__DATA RECORDS__.
══════════════════════════════

//! End-to-end tests through the full router with an in-memory session store.

use std::path::PathBuf;

use atlas::server::{model::app::AppState, router};
use atlas_test_utils::{fixtures::country::country_json, prelude::*};
use axum::{
    body::Body,
    http::{
        header::{CONTENT_TYPE, COOKIE, SET_COOKIE},
        Request, StatusCode,
    },
    response::Response,
    Router,
};
use mockito::Matcher;
use serde_json::{json, Value};
use tower::ServiceExt;
use tower_sessions::{MemoryStore, SessionManagerLayer};

use crate::util::body_json;

fn app(test: &TestContext) -> Router {
    let state: AppState = test.to_app_state();

    router::app(state, PathBuf::from("tests/static"))
        .layer(SessionManagerLayer::new(MemoryStore::default()).with_secure(false))
}

async fn send(
    app: &Router,
    method: &str,
    uri: &str,
    cookie: Option<&str>,
    body: Option<Value>,
) -> Response {
    let mut request = Request::builder().method(method).uri(uri);

    if let Some(cookie) = cookie {
        request = request.header(COOKIE, cookie);
    }

    let body = match body {
        Some(body) => {
            request = request.header(CONTENT_TYPE, "application/json");
            Body::from(body.to_string())
        }
        None => Body::empty(),
    };

    app.clone().oneshot(request.body(body).unwrap()).await.unwrap()
}

/// The `name=value` pair of the session cookie set by a response
fn session_cookie(response: &Response) -> String {
    let header = response
        .headers()
        .get(SET_COOKIE)
        .expect("response sets a session cookie")
        .to_str()
        .unwrap();

    header.split(';').next().unwrap().to_string()
}

fn ada() -> Value {
    json!({"name": "Ada", "email": "ada@example.com", "password": "correct horse"})
}

async fn register_ada(app: &Router) -> String {
    let response = send(app, "POST", "/api/v1/auth/register", None, Some(ada())).await;
    assert_eq!(response.status(), StatusCode::CREATED);

    session_cookie(&response)
}

mod favorites {
    use super::*;

    /// Expect 401 for favorites without a session
    #[tokio::test]
    async fn unauthorized_without_session() -> Result<(), TestError> {
        let test = TestBuilder::new().with_atlas_tables().build().await?;
        let app = app(&test);

        let response = send(&app, "GET", "/api/v1/favorites", None, None).await;

        assert_eq!(response.status(), StatusCode::UNAUTHORIZED);
        assert_eq!(body_json(response).await["kind"], "Unauthorized");

        Ok(())
    }

    /// Expect a posted favorite in the next listing
    #[tokio::test]
    async fn add_then_list() -> Result<(), TestError> {
        let test = TestBuilder::new().with_atlas_tables().build().await?;
        let app = app(&test);
        let cookie = register_ada(&app).await;

        let added = send(&app, "POST", "/api/v1/favorites/FRA", Some(&cookie), None).await;
        assert_eq!(added.status(), StatusCode::OK);

        let listed = send(&app, "GET", "/api/v1/favorites", Some(&cookie), None).await;
        assert_eq!(listed.status(), StatusCode::OK);
        assert_eq!(body_json(listed).await, json!({"favorites": ["FRA"]}));

        Ok(())
    }

    /// Expect a deleted favorite to be gone
    #[tokio::test]
    async fn add_then_remove() -> Result<(), TestError> {
        let test = TestBuilder::new().with_atlas_tables().build().await?;
        let app = app(&test);
        let cookie = register_ada(&app).await;

        send(&app, "POST", "/api/v1/favorites/FRA", Some(&cookie), None).await;
        let removed = send(&app, "DELETE", "/api/v1/favorites/fra", Some(&cookie), None).await;
        assert_eq!(removed.status(), StatusCode::NO_CONTENT);

        let listed = send(&app, "GET", "/api/v1/favorites", Some(&cookie), None).await;
        assert_eq!(body_json(listed).await, json!({"favorites": []}));

        Ok(())
    }
}

mod countries {
    use super::*;

    /// Expect 404 NotFound for a code the upstream doesn't know
    #[tokio::test]
    async fn not_found_for_unknown_code() -> Result<(), TestError> {
        let test = TestBuilder::new()
            .with_upstream_error("/alpha/ZZZ", 404, 1)
            .build()
            .await?;
        let app = app(&test);

        let response = send(&app, "GET", "/api/v1/countries/ZZZ", None, None).await;

        test.assert_mocks();
        assert_eq!(response.status(), StatusCode::NOT_FOUND);
        assert_eq!(body_json(response).await["kind"], "NotFound");

        Ok(())
    }

    /// Expect 400 for a malformed code without an upstream request
    #[tokio::test]
    async fn rejects_malformed_code() -> Result<(), TestError> {
        let test = TestBuilder::new()
            .with_mock_endpoint(|server| server.mock("GET", Matcher::Any).expect(0).create())
            .build()
            .await?;
        let app = app(&test);

        let response = send(&app, "GET", "/api/v1/countries/12", None, None).await;

        test.assert_mocks();
        assert_eq!(response.status(), StatusCode::BAD_REQUEST);
        assert_eq!(body_json(response).await["kind"], "ValidationError");

        Ok(())
    }

    /// Expect a JSON ValidationError for a query string that doesn't deserialize
    #[tokio::test]
    async fn rejects_duplicate_query_parameter() -> Result<(), TestError> {
        let test = TestBuilder::new()
            .with_mock_endpoint(|server| server.mock("GET", Matcher::Any).expect(0).create())
            .build()
            .await?;
        let app = app(&test);

        let response = send(
            &app,
            "GET",
            "/api/v1/countries?region=Asia&region=Europe",
            None,
            None,
        )
        .await;

        test.assert_mocks();
        assert_eq!(response.status(), StatusCode::BAD_REQUEST);
        assert_eq!(
            response.headers()[CONTENT_TYPE].to_str().unwrap(),
            "application/json"
        );
        assert_eq!(body_json(response).await["kind"], "ValidationError");

        Ok(())
    }

    /// Expect 502 when the upstream answers with something other than JSON
    #[tokio::test]
    async fn bad_gateway_on_garbage() -> Result<(), TestError> {
        let test = TestBuilder::new()
            .with_mock_endpoint(|server| {
                server
                    .mock("GET", "/alpha/FRA")
                    .with_status(200)
                    .with_body("<html>maintenance</html>")
                    .create()
            })
            .build()
            .await?;
        let app = app(&test);

        let response = send(&app, "GET", "/api/v1/countries/FRA", None, None).await;

        assert_eq!(response.status(), StatusCode::BAD_GATEWAY);
        assert_eq!(body_json(response).await["kind"], "UpstreamUnavailable");

        Ok(())
    }

    /// Expect the query string to select the region route and display language
    #[tokio::test]
    async fn lists_region_in_language() -> Result<(), TestError> {
        let mut germany = country_json("DEU", "Germany");
        germany["translations"] = json!({"deu": {"common": "Deutschland"}});
        let test = TestBuilder::new()
            .with_region_endpoint("Europe", vec![germany], 1)
            .build()
            .await?;
        let app = app(&test);

        let response = send(
            &app,
            "GET",
            "/api/v1/countries?region=Europe&lang=de",
            None,
            None,
        )
        .await;

        test.assert_mocks();
        assert_eq!(response.status(), StatusCode::OK);
        assert_eq!(body_json(response).await[0]["name"]["display"], "Deutschland");

        Ok(())
    }
}

mod auth {
    use super::*;

    /// Expect register, logout and login to move the session between users and no user
    #[tokio::test]
    async fn register_logout_login_round_trip() -> Result<(), TestError> {
        let test = TestBuilder::new().with_atlas_tables().build().await?;
        let app = app(&test);

        let cookie = register_ada(&app).await;
        let me = send(&app, "GET", "/api/v1/auth/user", Some(&cookie), None).await;
        assert_eq!(body_json(me).await["email"], "ada@example.com");

        let logged_out = send(&app, "POST", "/api/v1/auth/logout", Some(&cookie), None).await;
        assert_eq!(logged_out.status(), StatusCode::OK);
        let me = send(&app, "GET", "/api/v1/auth/user", Some(&cookie), None).await;
        assert_eq!(me.status(), StatusCode::UNAUTHORIZED);

        let login = json!({"email": "ADA@example.com", "password": "correct horse"});
        let logged_in = send(&app, "POST", "/api/v1/auth/login", None, Some(login)).await;
        assert_eq!(logged_in.status(), StatusCode::OK);
        let cookie = session_cookie(&logged_in);
        let me = send(&app, "GET", "/api/v1/auth/user", Some(&cookie), None).await;
        assert_eq!(me.status(), StatusCode::OK);

        Ok(())
    }

    /// Expect 409 Conflict when registering an email twice
    #[tokio::test]
    async fn conflict_for_duplicate_email() -> Result<(), TestError> {
        let test = TestBuilder::new().with_atlas_tables().build().await?;
        let app = app(&test);
        register_ada(&app).await;

        let response = send(&app, "POST", "/api/v1/auth/register", None, Some(ada())).await;

        assert_eq!(response.status(), StatusCode::CONFLICT);
        assert_eq!(body_json(response).await["kind"], "Conflict");

        Ok(())
    }

    /// Expect 400 ValidationError for a body that isn't the expected JSON
    #[tokio::test]
    async fn rejects_malformed_body() -> Result<(), TestError> {
        let test = TestBuilder::new().with_atlas_tables().build().await?;
        let app = app(&test);

        let response = send(
            &app,
            "POST",
            "/api/v1/auth/login",
            None,
            Some(json!({"email": "ada@example.com"})),
        )
        .await;

        assert_eq!(response.status(), StatusCode::BAD_REQUEST);
        assert_eq!(body_json(response).await["kind"], "ValidationError");

        Ok(())
    }
}

mod fallback {
    use super::*;

    /// Expect a JSON 404 for unknown API paths
    #[tokio::test]
    async fn not_found_for_unknown_api_route() -> Result<(), TestError> {
        let test = TestBuilder::new().build().await?;
        let app = app(&test);

        let response = send(&app, "GET", "/api/v1/nothing-here", None, None).await;

        assert_eq!(response.status(), StatusCode::NOT_FOUND);
        assert_eq!(body_json(response).await["kind"], "NotFound");

        Ok(())
    }

    /// Expect the SPA shell for client-side routes
    #[tokio::test]
    async fn serves_index_for_client_routes() -> Result<(), TestError> {
        let test = TestBuilder::new().build().await?;
        let app = app(&test);

        let response = send(&app, "GET", "/countries-list", None, None).await;

        assert_eq!(response.status(), StatusCode::OK);
        let bytes = axum::body::to_bytes(response.into_body(), usize::MAX)
            .await
            .unwrap();
        assert!(String::from_utf8_lossy(&bytes).contains(r#"<div id="root">"#));

        Ok(())
    }

    /// Expect the generated OpenAPI document to describe the favorites routes
    #[tokio::test]
    async fn serves_openapi_document() -> Result<(), TestError> {
        let test = TestBuilder::new().build().await?;
        let app = app(&test);

        let response = send(&app, "GET", "/api/docs/openapi.json", None, None).await;

        assert_eq!(response.status(), StatusCode::OK);
        let document = body_json(response).await;
        assert!(document["paths"]["/api/v1/favorites/{code}"]["post"].is_object());
        assert!(document["paths"]["/api/v1/countries"]["get"].is_object());

        Ok(())
    }
}
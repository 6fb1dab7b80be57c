//! Atlas: a country explorer.
//!
//! - [`model`] holds the DTOs and validated inputs shared by both sides of the HTTP API.
//! - `server` is the axum service: authentication, per-user favorites and a normalizing
//!   passthrough to the REST Countries API.
//! - `client` is the headless state layer a presentation layer builds on: the locally
//!   persisted favorites cache kept in sync with the server and the stale-response
//!   guarded country detail holder.

pub mod model;

#[cfg(feature = "client")]
pub mod client;
#[cfg(feature = "server")]
pub mod server;
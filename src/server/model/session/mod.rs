//! Typed wrappers for data kept in the tower-sessions session (Valkey-backed in production).

pub mod user;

══════════════════════════════

__WORK ORDER__. Return every line from the entries above that includes the word "kept".

__PROBLEM SOLUTION__.
//!   persisted favorites cache kept in sync with the server and the stale-response
//! Typed wrappers for data kept in the tower-sessions session (Valkey-backed in production).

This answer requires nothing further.